I have a doubt regarding the expression of a virtual displacement using generalized coordinates. I will state the definitions I'm taking and the problem.

The system is composed by $n$ points with positions $\mathbf r _i$ and subject to $3n-d$ constraints of the form: $$\phi _j (\mathbf r _1, \mathbf r _2,…,\mathbf r _n,t)=0\qquad (1\leq j \leq 3n-d), \tag{1}$$
that, deriving with respect to time, gives: $$\sum _{i=1} \frac{\partial \phi _j}{\partial \mathbf r _i} \cdot \dot {\mathbf r}_i=-\frac{\partial \phi _j}{\partial t}.\tag{2}$$


According to my notes, a set of possible velocities $(\mathbf v_1,\mathbf v_2,…,\mathbf v_n)$ is one that satisfies the above system of $j$ equations (with $v_i$ in the place of $\dot r _i$), while a set of virtual velocities is one that satisfies the homogeneous system
$$\sum _{i=1} \frac{\partial \phi _j}{\partial \mathbf r _i} \cdot \dot {\mathbf r}_i=0.\tag{*}$$
Finally, a virtual displacement is given by the product of a virtual velocity by a quantity $\delta t$, with the dimensions of time.

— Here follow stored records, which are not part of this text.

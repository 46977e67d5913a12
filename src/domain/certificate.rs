//! Certificate domain types.
//!
//! `CertificateInfo` is derived from a parsed certificate on every call and
//! never stored. Validity is a pure function of the certificate bounds and
//! the clock; revocation is not consulted.

use chrono::{DateTime, Utc};
use serde::{Deserialize, Serialize};
use std::fmt;
use zeroize::Zeroizing;

/// Length of a personal taxpayer number (CPF).
const PERSON_DOCUMENT_LEN: usize = 11;

/// Length of an organization taxpayer number (CNPJ).
const ORGANIZATION_DOCUMENT_LEN: usize = 14;

/// Passphrase protecting a PKCS#12 bundle. Wiped on drop, never printed.
#[derive(Clone)]
pub struct Passphrase(Zeroizing<String>);

impl Passphrase {
    pub fn new(value: impl Into<String>) -> Self {
        Self(Zeroizing::new(value.into()))
    }

    #[must_use]
    pub fn expose(&self) -> &str {
        &self.0
    }
}

impl From<&str> for Passphrase {
    fn from(value: &str) -> Self {
        Self::new(value)
    }
}

impl fmt::Debug for Passphrase {
    fn fmt(&self, f: &mut fmt::Formatter<'_>) -> fmt::Result {
        f.write_str("Passphrase([REDACTED])")
    }
}

impl fmt::Display for Passphrase {
    fn fmt(&self, f: &mut fmt::Formatter<'_>) -> fmt::Result {
        f.write_str("[REDACTED]")
    }
}

/// Kind of holder identified by the number embedded in the common name.
#[derive(Debug, Clone, Copy, PartialEq, Eq, Serialize, Deserialize)]
#[serde(rename_all = "snake_case")]
pub enum HolderKind {
    Person,
    Organization,
}

/// Taxpayer number carried in a `"NAME:NUMBER"` common name.
#[derive(Debug, Clone, PartialEq, Eq, Serialize, Deserialize)]
pub struct IdentityDocument {
    pub number: String,
    pub kind: HolderKind,
}

impl IdentityDocument {
    /// Parse the number after the last `:` of a common name. Only 11-digit
    /// (person) and 14-digit (organization) numbers are recognized.
    #[must_use]
    pub fn from_common_name(common_name: &str) -> Option<Self> {
        let (_, number) = common_name.rsplit_once(':')?;
        let number = number.trim();
        let kind = match number.len() {
            PERSON_DOCUMENT_LEN => HolderKind::Person,
            ORGANIZATION_DOCUMENT_LEN => HolderKind::Organization,
            _ => return None,
        };
        Some(Self {
            number: number.to_string(),
            kind,
        })
    }
}

/// Validity of a certificate at a given instant.
#[derive(Debug, Clone, Copy, PartialEq, Eq, Serialize, Deserialize)]
pub struct CertificateValidity {
    pub is_valid: bool,
    pub expired: bool,
    pub not_yet_valid: bool,
    /// Whole days until `not_after`; 0 whenever the certificate is not valid
    pub days_remaining: i64,
}

impl CertificateValidity {
    #[must_use]
    pub fn evaluate(
        not_before: DateTime<Utc>,
        not_after: DateTime<Utc>,
        now: DateTime<Utc>,
    ) -> Self {
        let expired = now > not_after;
        let not_yet_valid = now < not_before;
        let is_valid = !expired && !not_yet_valid;
        let days_remaining = if is_valid {
            (not_after - now).num_days()
        } else {
            0
        };
        Self {
            is_valid,
            expired,
            not_yet_valid,
            days_remaining,
        }
    }
}

/// Identity and validity information extracted from a certificate.
#[derive(Debug, Clone, PartialEq, Eq, Serialize, Deserialize)]
pub struct CertificateInfo {
    pub common_name: Option<String>,
    pub organization: Option<String>,
    pub organizational_unit: Option<String>,
    pub email: Option<String>,
    pub issuer_common_name: Option<String>,
    pub issuer_organization: Option<String>,
    pub identity_document: Option<IdentityDocument>,
    pub not_before: DateTime<Utc>,
    pub not_after: DateTime<Utc>,
    /// Decimal serial number
    pub serial_number: String,
    pub validity: CertificateValidity,
}

impl CertificateInfo {
    /// Name to print on stamps and in signature dictionaries. The taxpayer
    /// number suffix is stripped.
    #[must_use]
    pub fn display_name(&self) -> String {
        match self.common_name.as_deref() {
            Some(cn) if self.identity_document.is_some() => cn
                .rsplit_once(':')
                .map_or(cn, |(name, _)| name)
                .trim()
                .to_string(),
            Some(cn) => cn.to_string(),
            None => "Signer".to_string(),
        }
    }
}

I have the following problem. Suppose that I have a parametrization of the configuration space at time $t$ in the form: $$\mathbf r _i = \mathbf r _i (q_1,\dots ,q_d;t).$$ That is: $$\phi _j(\{\mathbf r _i (q_1,\dots,q_d;t)\},t)=0$$ for all $q=(q_1,\dots,q_d)\in Q$ and $t\in [t_1,t_2]$.
Now, according to my notes, if such a parametrization is given, the general form of a virtual displacement is: $$\delta \boldsymbol r _i =\sum _h \frac{\partial \mathbf r _i}{\partial q _h}\delta q _h.$$

Let $q(t)$ be a curve in the coordinate's space. By taking the total derivative of both sides of the precedent equation, I obtain: $$\sum _i \frac{\partial \phi _j}{\partial \mathbf r _i}\cdot (\sum _h \frac{\partial \mathbf r_i}{\partial q _h} \dot q _h)+\sum _i \frac{\partial \phi _j}{\partial \mathbf r _i}\cdot \frac{\partial \mathbf r _i}{\partial t} +\frac{\partial \phi _j}{\partial t}=0.$$ But the first term is zero because it is the product of the gradients $\nabla _{\mathbf r _i}\phi _j$ with the virtual velocities $\mathbf v _i$. But, in this case, it looks like that the second+third terms should be zero.

I suspect that there's an error, I don't see why the second+term should always give $0$ and I would like a proof check of what I wrote above.

Best Answer

I see your question can be expressed in words as "when the virtual displacements/velocities agree with the allowed ones?" that's, as you said,

$ \frac{\partial \mathbf{x}_{i}}{\partial t} = 0 $

that is to say that the position vector $r$ is expressed in terms of $q_{k}$'s only and doesn't contain $t$ explicitly, so as the constraints. i.e. the system is scleronomic .

example of this system is the pendulum with inextensible string, you will find that virtual displacements and velocities are the same as the allowed ones, and the last term you'r asking about vanishes.

for another case, think about the same pendulum but with extensible string, say $l = 0.2 t$ .

"the virtual displacement is not always the allowed one, the same for the virtual velocity"

I hope my answer helps you and I think you'll find "Greenwood- Classical Dynamics" useful for you.